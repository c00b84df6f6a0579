use std::{
    error::Error,
    fmt::{Display, Formatter},
    str::FromStr,
};

use crate::meta::{Filter, FilterOp, LogicalOp};

/// Parse a where-clause string into a filter tree.
///
/// The grammar is the compact comparison syntax used in request query
/// strings: `(field,op[,value])` leaves combined with `~and` / `~or`, with
/// `~not` prefixing a parenthesized group and groups nesting arbitrarily,
/// e.g. `(Active,eq,true)~and((Amount,gt,10)~or(Vip,eq,true))`.
pub fn parse_where(input: &str) -> Result<Vec<Filter>, WhereParseError> {
    let trimmed = input.trim();
    if trimmed.is_empty() {
        return Ok(vec![]);
    }
    where_grammar::root(trimmed)
        .map(|filter| vec![filter])
        .map_err(|err| WhereParseError(format!("{input:?}: {err}")))
}

#[derive(Debug)]
pub struct WhereParseError(String);

impl Display for WhereParseError {
    fn fmt(&self, f: &mut Formatter<'_>) -> std::fmt::Result {
        write!(f, "malformed where clause {}", self.0)
    }
}

impl Error for WhereParseError {}

peg::parser! {
    grammar where_grammar() for str {
        pub rule root() -> Filter
            = _ f:expr() _ { f }

        rule expr() -> Filter
            = head:term() tail:(_ c:connective() _ t:term() { (c, t) })* {
                fold_terms(head, tail)
            }

        rule connective() -> LogicalOp
            = "~and" { LogicalOp::And }
            / "~or" { LogicalOp::Or }

        rule term() -> Filter
            = "~not" _ g:paren() {
                Filter::Group { logical_op: LogicalOp::Not, children: vec![g] }
            }
            / paren()

        rule paren() -> Filter
            = "(" _ e:expr() _ ")" { e }
            / "(" l:leaf() ")" { l }

        rule leaf() -> Filter
            = field:field() "," op:op_name() value:("," v:value() { v })? {?
                let op = FilterOp::from_str(op).or(Err("comparison operator"))?;
                Ok(Filter::Leaf {
                    field: field.trim().to_owned(),
                    op,
                    value: match value {
                        Some(v) => serde_json::Value::String(v.to_owned()),
                        None => serde_json::Value::Null,
                    },
                })
            }

        rule field() -> &'input str
            = $([^ ',' | '(' | ')']+)

        rule op_name() -> &'input str
            = $(['a'..='z' | 'A'..='Z']+)

        rule value() -> &'input str
            = $([^ ')']*)

        rule _() = quiet!{[' ' | '\t']*}
    }
}

fn fold_terms(head: Filter, tail: Vec<(LogicalOp, Filter)>) -> Filter {
    let mut current = head;
    for (op, next) in tail {
        current = Filter::Group {
            logical_op: op,
            children: vec![current, next],
        };
    }
    current
}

__Problem__
Go to the line in the listing above that has "fold_terms(head, tail)" in it. Set down that line and each one after it, exactly.

__Task response__
                fold_terms(head, tail)
            }

        rule connective() -> LogicalOp
            = "~and" { LogicalOp::And }
            / "~or" { LogicalOp::Or }

        rule term() -> Filter
            = "~not" _ g:paren() {
                Filter::Group { logical_op: LogicalOp::Not, children: vec![g] }
            }
            / paren()

        rule paren() -> Filter
            = "(" _ e:expr() _ ")" { e }
            / "(" l:leaf() ")" { l }

        rule leaf() -> Filter
            = field:field() "," op:op_name() value:("," v:value() { v })? {?
                let op = FilterOp::from_str(op).or(Err("comparison operator"))?;
                Ok(Filter::Leaf {
                    field: field.trim().to_owned(),
                    op,
                    value: match value {
                        Some(v) => serde_json::Value::String(v.to_owned()),
                        None => serde_json::Value::Null,
                    },
                })
            }

        rule field() -> &'input str
            = $([^ ',' | '(' | ')']+)

        rule op_name() -> &'input str
            = $(['a'..='z' | 'A'..='Z']+)

        rule value() -> &'input str
            = $([^ ')']*)

        rule _() = quiet!{[' ' | '\t']*}
    }
}

fn fold_terms(head: Filter, tail: Vec<(LogicalOp, Filter)>) -> Filter {
    let mut current = head;
    for (op, next) in tail {
        current = Filter::Group {
            logical_op: op,
            children: vec![current, next],
        };
    }
    current
}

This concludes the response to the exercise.